Mi persona entiende poco de pintura y música. Menos aún de mover piezas de ajedrez, ni es afín a las matemáticas. Solamente realiza algo con ardor: escribir, adormilarse en la siesta, y el perenne sortilegio de la querencia. Prosaico esto último, pero como toda acción humana, por muy insignificante que sea, es una parte de nuestro yo interior. Otros juegan en distintos campos, participan en política con fogosidad y siguen vivos.
Lo de escribir es un decir. Relleno cuartillas, pero de ahí a la sutileza de expresar un sentimiento, o hilvanar las palabras para formar un conjunto de matices que reflejen un acontecimiento concreto, hay un abismo.
Lo sé con certeza: si de las miles de palabras escritas se salva un puñado de ellas, posiblemente sean demasiadas; no obstante, se materializó a lo largo de la existencia un anhelo interior digno y misterioso. Lo demás es olvido sobre un campo de sombras.
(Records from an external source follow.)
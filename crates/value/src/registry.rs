// SPDX-License-Identifier: MIT
// Copyright (c) 2025 ReifyDB

use std::sync::Arc;

use once_cell::sync::OnceCell;
use strata_type::{DecimalBackend, FormatId, Result, Type, TypeError, Value, return_error, sanity_assert};
use tracing::{instrument, trace};

use crate::locator::RowLocator;

/// Maps stored format ids to the null value of their type.
///
/// Every entry is fixed except DECIMAL, which is filled in once when the
/// factory boots, and the row location, which comes from the storage layer.
pub struct FormatRegistry {
	decimal: OnceCell<Arc<dyn DecimalBackend>>,
	row_locator: Arc<dyn RowLocator>,
}

impl FormatRegistry {
	pub fn new(row_locator: Arc<dyn RowLocator>) -> Self {
		Self {
			decimal: OnceCell::new(),
			row_locator,
		}
	}

	pub(crate) fn install_decimal(&self, backend: Arc<dyn DecimalBackend>) -> Result<()> {
		if self.decimal.set(backend).is_err() {
			return_error!(TypeError::AlreadyBooted);
		}
		Ok(())
	}

	/// The booted decimal representation
	pub fn decimal(&self) -> Result<&Arc<dyn DecimalBackend>> {
		match self.decimal.get() {
			Some(backend) => Ok(backend),
			None => strata_type::err!(TypeError::NotBooted),
		}
	}

	pub fn is_booted(&self) -> bool {
		self.decimal.get().is_some()
	}

	/// The null value stored under `format_id`, or `None` when the id is
	/// unknown. Fails for DECIMAL before boot.
	#[instrument(name = "registry::resolve", level = "trace", skip(self))]
	pub fn resolve(&self, format_id: FormatId) -> Result<Option<Value>> {
		let Some(ty) = Type::from_format_id(format_id) else {
			trace!("no type registered");
			return Ok(None);
		};

		let value = match ty {
			Type::Decimal => Value::null_decimal(self.decimal()?.kind()),
			Type::RowLocation => {
				let value = self.row_locator.null_row_location();
				sanity_assert!(
					value.get_type() == Type::RowLocation,
					"row locator produced a {} value",
					value.get_type()
				);
				value
			}
			ty => Value::null_of(ty),
		};
		Ok(Some(value))
	}
}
Uno sabe que solamente una obra de arte puede alcanzar a expresar lo que es el propio arte, pero, ¿es eso en sí mismo genialidad?
En uno de los ensayos de George Steiner, el llamado “Muerte de reyes”, se lee: “Existen tres campos intelectuales; y por lo que sé, solamente tres donde los hombres realizaron importante hazañas antes de la pubertad. Estos son: música, matemáticas y ajedrez”.
Y cuenta cómo Mozart compuso música de calidad antes de los ocho años; Kart Friedrich Gauss hacía cálculos complejos y apenas tenía diez años, mientras a los 12, allá en Nueva Orleáns, Paul Morphy vencía a los mejores contrincantes en ajedrez.
Ninguno de esos niños dotados sabía con claridad lo que hacía, era simple energía mental unida con fines determinados. Algunos la siguen conservando en la pubertad, pero con el paso del tiempo la técnica, el estudio y la sensibilidad, los van envolviendo de creatividad; con todo, la música, las matemáticas y el ajedrez, son trances dinámicos y localizables. Computadoras con sangre propia.
La pintura es otra dicha, un arrebato en donde la creación humana converge en un mismo punto, igual al Aleph de Jorge Luis Borges, o los castillos y metamorfosis de Kafka.
Pintar, como vivir, es un ramalazo del espíritu.
Hay existencias – la mayoría – envueltas en correveidiles perturbados, vientos huracanados, y en medio, a manera del rayo que no cesa, nace, brota, o explota, la luz más cegadora del espíritu humano, esa fuerza incomprensible que únicamente creyendo en un ser superior sobre nuestro espíritu, podría comprender ese destello excelso entre el arcano de la vida y la muerte.